The division between North and South became fully exposed during the 1860 presidential elections that set the stage for the American Civil War. Republican Abraham Lincoln rose to power without winning a single southern state. In fact Lincoln’s name did not appear in ballot papers of ten Southern states. The Republican Party victory was welcomed by secession calls by several Southern states and most notably South Carolina. Though other factors led to the war such as sectionalism, tariffs, and federalism, slavery was the main bone of contention. The Republicans that rose to power had sought to industrialize America, establish free-market capitalism and abolish slavery.

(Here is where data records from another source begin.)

//! Visual palettes selected by color mode.
//!
//! This module provides:
//!
//! - [`Palette`]: a named collection of styles with fluent builder API
//! - [`AdaptivePalette`]: a light/dark palette pair selected by
//!   [`crate::ColorMode`]
//!
//! Presentational components hold an [`AdaptivePalette`], subscribe to a
//! [`crate::ThemeStore`], and re-select on each notification. Unlike a
//! detector-driven theme, selection takes the mode as an argument, so the
//! store stays the single source of truth.

mod adaptive;
#[allow(clippy::module_inception)]
mod palette;

pub use adaptive::AdaptivePalette;
pub use palette::Palette;
//! Persistence backends for the theme preference.
//!
//! This module provides:
//!
//! - [`PreferenceStorage`]: the backend trait the store writes through
//! - [`MemoryStorage`]: a shared-handle in-memory backend
//! - [`JsonFileStorage`]: a JSON-object file on disk
//! - [`StorageError`]: errors from backend I/O
//!
//! Backends deal in raw string values; (de)serialization of the preference
//! itself happens in [`crate::StoredPreference`]. The store treats every
//! storage failure as recoverable: reads fall back to "no override" and
//! failed writes leave the in-memory mode authoritative.

mod file;
mod memory;

pub use file::JsonFileStorage;
pub use memory::MemoryStorage;

use thiserror::Error;

/// Error returned by a storage backend.
#[derive(Debug, Error)]
pub enum StorageError {
    /// Underlying file or device I/O failed.
    #[error("storage I/O failed: {0}")]
    Io(#[from] std::io::Error),
    /// The backing data exists but could not be decoded.
    #[error("storage contents are malformed: {0}")]
    Malformed(#[from] serde_json::Error),
    /// The backend refused the operation (e.g. quota exhausted).
    #[error("storage backend rejected the operation: {0}")]
    Backend(String),
}

/// Key-value persistence for the theme preference.
///
/// One fixed key ([`crate::PREFERENCE_KEY`]) is ever used by the store, but
/// the trait is keyed so a backend can share a file or namespace with other
/// settings.
pub trait PreferenceStorage {
    /// Reads the raw value under `key`; `Ok(None)` when nothing is stored.
    fn read(&self, key: &str) -> Result<Option<String>, StorageError>;

    /// Writes `value` under `key`, replacing any previous value.
    fn write(&mut self, key: &str, value: &str) -> Result<(), StorageError>;

    /// Removes the value under `key`; removing an absent key is not an error.
    fn remove(&mut self, key: &str) -> Result<(), StorageError>;
}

The southern states drafted the Ordinance of Secession in 1860 declaring themselves officially out of the union.

The election served to split the electorate into four and the nation into two separate entities. Abraham Lincoln won both the popular and the electoral vote. Slave owners were wary of the Republicans’ intent to abolish slavery, they were also concerned about the economic repercussions that the emancipation of four million slaves would bring to them. The free labor offered by the slaves ensured big profits for the slave owners. The Southerners feared being dominated by the North should slavery be abolished since the North was industrial and didn’t rely on slaves. The Northerners on the other hand viewed slavery as a political problem and the prospect of Southern secessionist state as politically and militarily unacceptable. This ultimately led to a civil war (Horton, p. 31).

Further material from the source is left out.